Time once more for my blog feature, DT Moviehouse Reviews, in which I make my way alphabetically through my 200+ DVD/Blu-Ray collection (you can see the list right here) and decide if each one was worth the money. Today I take a look at Back To The Future Part II.

(1989) Directed by Robert Zemeckis

Screenplay by Robert Zemeckis and Bob Gale

Tagline: Getting back was only the beginning.

What it’s about:

Immediately following the events of Back To the Future, Doc Brown urges Marty and Jennifer (Elizabeth Shue, replacing Claudia Wells) to head to 2015 in the DeLorean to prevent their impressionable son from committing a crime at the behest of a gang of juvenile delinquents that will ruin his life. While in the Hill Valley of the future, Marty buys a Sports Almanac containing a comprehensive list of all the sports contests dating from 1955-2000, but is talked out of using it to make a fortune by Doc, who cites the dangers of altering the space-time continuum. Biff, now an old man, has no such compunctions. After recovering the discarded almanac (and being aware of the time machine having seen it depart in 1985) Biff jumps into the DeLorean and gives the book to his past 1955 self, warning him about Doc and Marty. 1955 Biff proceeds to make a fortune sports gambling and in the process alters HillValley into a dystopian Vegas-style neon-lit cesspool. When Marty and Doc return to this altered 1985 and realize what’s happened, they set out to put things back the way they were.

Why I bought it:

To be fair, I didn’t buy this. A friend got the Back To The Future Trilogy on Blu-Ray and was good enough to let me have his old DVD boxed set (thanks, Ryan!).

Would I have bought Back To The Future II?

As a lover of the series and a completist, probably, yeah, but it’s easily my least favorite of the series.

There are some cast changes, first off. Elizabeth Shue replaces Claudia Wells who played Jennifer, necessitating a total reshoot of the ending of the previous movie (which admirably, is hardly noticeable).

Where we’re going…we don’t need Claudia Wells.

Crispin Glover sadly doesn’t return as George McFly, and this is the biggest letdown of BTTF Part II for me. There are a lot of legal complications that stemmed from the replacement of his character (by Jeffrey Wiessman) and use of his likeness that I won’t get into here.

What bothers me most about BTTF Part II is its somewhat dated version of the future. I usually don’t have a problem with retro-futurism in older movies (like fighting on the outside of the rocket ships in Flash Gordon, etc), but there is a brand of it that hinders the enjoyment of some movies (like say, Logan’s Run), and for me, the pastel colors and general spazziness of BTTF Part II’s 2015 kind’ve turn me off. I don’t like the weird characterization of Griff Tannon (Biff’s grandson – is he partly cybernetic or just constantly ‘tranked’) and his gang, and the clunky pixelated three dimensional Bruce the shark doesn’t do it for me. Also, after future Marty is cajoled (it is established that Marty has a problem backing down when called chicken) into trying to scam his own company by his coworker Needles (Flea), his Japanese boss fires him with a series of faxes. It’s a kind of futurism that just barely tweaks what’s already ‘cool’ and winds up making everything look a bit silly.

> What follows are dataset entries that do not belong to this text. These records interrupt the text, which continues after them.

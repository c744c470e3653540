//! Interval refinement for algebraic numbers.
//!
//! Refinement shrinks an isolating interval by bisection while preserving
//! the one-root invariant. An exact hit at the bisection point collapses
//! the interval and promotes the value to `Numeric` in place; afterwards
//! every call behaves as on a plain rational.

use super::{IntervalRan, RealAlgebraicNumber};
use num_bigint::BigInt;
use num_rational::BigRational;
use num_traits::One;
use tracing::trace;

/// Integrality refinement probes every integer candidate left in the
/// interval once at most this many remain; wider intervals just bisect.
const INTEGER_PROBE_SPAN: u32 = 8;

impl IntervalRan {
    /// One bisection step. Returns the exact root when the bisection point
    /// hits it; otherwise keeps the half with the sign change.
    pub(crate) fn bisect(&mut self) -> Option<BigRational> {
        let mid = self.interval.center();
        match self.poly.sign_at(&mid) {
            0 => Some(mid),
            sm => {
                if self.poly.sign_at(self.interval.lower()) != sm {
                    self.interval.set_upper(mid, false);
                } else {
                    self.interval.set_lower(mid, false);
                }
                trace!("refined isolating interval to {}", self.interval);
                None
            }
        }
    }
}

impl RealAlgebraicNumber {
    /// Refine the representation one step.
    ///
    /// `Interval` values halve their isolating interval (or promote to
    /// `Numeric` on an exact hit), `Thom` values refine their materialized
    /// form, `External` values delegate to the engine, and `Numeric` values
    /// are already exact, so this is a no-op for them.
    pub fn refine(&mut self) {
        let collapsed = match self {
            Self::Numeric(_) => None,
            Self::Interval(ir) => ir.bisect(),
            Self::Thom(t) => {
                t.value_mut().refine();
                None
            }
            Self::External(h) => {
                h.refine();
                None
            }
        };
        if let Some(root) = collapsed {
            trace!("isolating interval collapsed onto {}", root);
            *self = Self::Numeric(root);
        }
    }

    /// Refine until the representation is exact or narrower than `width`.
    pub fn refine_to_width(&mut self, width: &BigRational) {
        if self.is_thom() {
            self.thom_inner_mut().refine_to_width(width);
            return;
        }
        loop {
            let current = match &*self {
                Self::Numeric(_) => return,
                Self::Interval(ir) => ir.interval.width(),
                Self::External(h) => {
                    if h.to_rational().is_some() {
                        return;
                    }
                    h.upper() - h.lower()
                }
                Self::Thom(_) => unreachable!("thom values delegate to their materialized form"),
            };
            if &current <= width {
                return;
            }
            self.refine();
        }
    }

    /// Shrink the isolating interval until it excludes the rational `q`,
    /// promoting to `Numeric(q)` when `q` turns out to be the root.
    /// No-op for representations other than `Interval`.
    pub(crate) fn refine_avoiding(&mut self, q: &BigRational) {
        let adopt = match self {
            Self::Interval(ir) => {
                if !ir.interval.contains(q) {
                    return;
                }
                match ir.poly.sign_at(q) {
                    0 => true,
                    sq => {
                        if ir.poly.sign_at(ir.interval.lower()) != sq {
                            ir.interval.set_upper(q.clone(), false);
                        } else {
                            ir.interval.set_lower(q.clone(), false);
                        }
                        false
                    }
                }
            }
            _ => return,
        };
        if adopt {
            trace!("isolating interval pinned onto {}", q);
            *self = Self::Numeric(q.clone());
        }
    }

    /// Refine until `floor` and `ceil` can be read off the representation:
    /// either the value is `Numeric`, or both interval endpoints share
    /// their floor.
    ///
    /// A value that is exactly an integer can never satisfy the shared-floor
    /// condition, so once few enough integer candidates remain in the
    /// interval each one is tested against the defining polynomial and an
    /// exact hit promotes to `Numeric`.
    pub fn refine_to_integrality(&mut self) {
        if self.is_thom() {
            self.thom_inner_mut().refine_to_integrality();
            return;
        }
        if let Self::External(h) = &*self {
            loop {
                if h.to_rational().is_some() {
                    return;
                }
                if h.lower().floor() == h.upper().floor() {
                    return;
                }
                h.refine();
            }
        }
        loop {
            let exact_hit = match &*self {
                Self::Numeric(_) => return,
                Self::Interval(ir) => {
                    let fl = ir.interval.lower().floor().to_integer();
                    let fu = ir.interval.upper().floor().to_integer();
                    if fl == fu {
                        return;
                    }
                    let mut hit = None;
                    if &fu - &fl <= BigInt::from(INTEGER_PROBE_SPAN) {
                        let mut k = &fl + BigInt::one();
                        while k <= fu {
                            let kq = BigRational::from_integer(k.clone());
                            if ir.interval.contains(&kq) && ir.poly.sign_at(&kq) == 0 {
                                hit = Some(kq);
                                break;
                            }
                            k += BigInt::one();
                        }
                    }
                    hit
                }
                _ => unreachable!("thom and external handled above"),
            };
            match exact_hit {
                Some(kq) => {
                    trace!("integrality refinement pinned onto {}", kq);
                    *self = Self::Numeric(kq);
                    return;
                }
                None => self.refine(),
            }
        }
    }
}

There are some neat things, to be sure. The DeLorean flies, as promised. There’s the self-drying self-fitting coat, the hoverboards (of course), and the fact that the Cubs win the world series (imagine if they really did that in 2015? I think that were I manager of the team I would insist the boys hold off and make it happen in a couple years). Café 80’s is a neat little touch with its Max Headroom-esque Michael Jackson, Reagan and Khadaffi robot servers. I think it’s a neat nod to the premise of Part I, which was an 80’s movie capitalizing on the 1980’s love of and nostalgia for the 50’s (look at all the 50’s inspired movies and music that were out at that time – The Stray Cats, Diner, all the SE Hinton adaptations – admittedly the 60’s, but everybody thought they were in the 50’s).

Frodo At Cafe 80’s

One of the two kids playing the shootout arcade game in the corner is 8 year old Elijah Wood.

Part II is kind’ve an essential bridge between part I and part III. It was filmed in tandem with Part III, which I remember was a big deal in the news at the time. In that regard, it feels very expositional. We learn about Buford ‘Mad Dog’ Tannon, who will be the villain in III, we get Biff watching the Fistful of Dollars scene that foreshadows Marty and Mad Dog’s confrontation, and we find out Doc has a love for the old west (which explains why when the Libyans attack him in the Twin Pines parking lot in 1985, he pulls a Colt Peacemaker out of a case to fend them off).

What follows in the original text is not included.